IEE 475: Simulating Stochastic Systems: 2024

Tuesday, December 3, 2024

Lecture M (2024-12-03): Final Exam Review

In this lecture, we prepare for the final exam and give a brief review of all topics from the course. Students are encouraged to bring their own questions so that the focus of the class is on the topics that students feel they need the most help with.

Tuesday, November 26, 2024

Lecture L (2024-11-26) Course Wrap-Up

In this lecture, we wrap up the course content in IEE 475. We first do a quick overview of the four variance reduction techniques (VRT's) covered in Unit K. That is, we cover: common random numbers (CRN's), antithetic variates (AV's), importance sampling, and control variates. We then remember some general comments about the goal of modeling and commonalities seen across simulation platforms (as well as the different types of simulation platforms in general).

Thursday, November 21, 2024

Lecture K2 (2024-11-21): Variance Reduction Techniques, Part 2 (AVs and Importance Sampling)

In this lecture, we review four different Variance Reduction Techniques (VRT's). Namely, we discuss common random numbers (CRNs), control variates, antithetic variates (AVs), and importance sampling. Each one of these is a different approach to reducing the variance in the estimation of relative or absolute performance of a simulation model. Variance reduction is an alternative way to increase the power of a simulation that is hopefully less costly than increasing the number of replications.

Tuesday, November 19, 2024

Lecture K1 (2024-11-19): Variance Reduction Techniques, Part 1 (CRNs and Control Variates)

In this lecture, we start by reviewing approaches for absolute and relative performance estimation in stochastic simulation. This begins with a reminder of the use of confidence intervals for estimation of performance for a single simulation model. We then move to different ways to use confidence intervals on mean DIFFERENCES to compare two different simulation models. We then move to the ranking and selection problem for three or more different simulation models, which allows us to talk about analysis of variance (ANOVA) and post hoc tests (like the Tukey HSD or Fisher's LSD). After that review, we move on to introducing variance reduction techniques (VRTs) which reduce the size of confidence intervals by experimentally controlling/accounting for alternative sources of variance (and thus reducing the observed variance in response variables). We discuss Common Random Numbers (CRNs), which use a paired/blocked design to reduce the variance caused by different random-number streams. We start to discuss control variates (CVs), but that discussion will be picked up at the start of the next lecture.

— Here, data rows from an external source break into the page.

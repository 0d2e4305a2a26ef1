//! trackcast-presence: the companion-process side of the pipeline.
//!
//! Owns the single fragile connection to the remote presence endpoint,
//! reconciles incoming records against the last state believed pushed, and
//! commits played tracks to an append-only history log under the dwell
//! rule.

pub mod connection;
pub mod history;
pub mod reconcile;
pub mod transport;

Thursday, November 14, 2024

Lecture J4 (2024-11-14): Estimation of Relative Performance

In this lecture, we review what we have learned about one-sample confidence intervals (i.e., how to use them as graphical versions of one-sample t-tests) for absolute performance estimation in order to motivate the problem of relative performance estimation. We introduce two-sample confidence intervals (i.e., confidence intervals on DIFFERENCES based on different two-sample t-tests) that are tested against a null hypothesis of 0. This means covering confidence interval half widths for the paired-difference t-test, the equal-variance (pooled) t-test, and Welch's unequal variance t-test. Each of these different experimental conditions sets up a different standard error of the mean formula and formula for degrees of freedom that are used to define the actual confidence interval half widths (centered on the difference in sample means in the pairwise comparison of systems). We then generalize to the case of more than 2 systems, particularly for "ranking and selection (R&S)." This lets us review the multiple-comparisons problem (and Bonferroni correction) and how post hoc tests (after an ANOVA) are more statistically powerful ways to do comparisons.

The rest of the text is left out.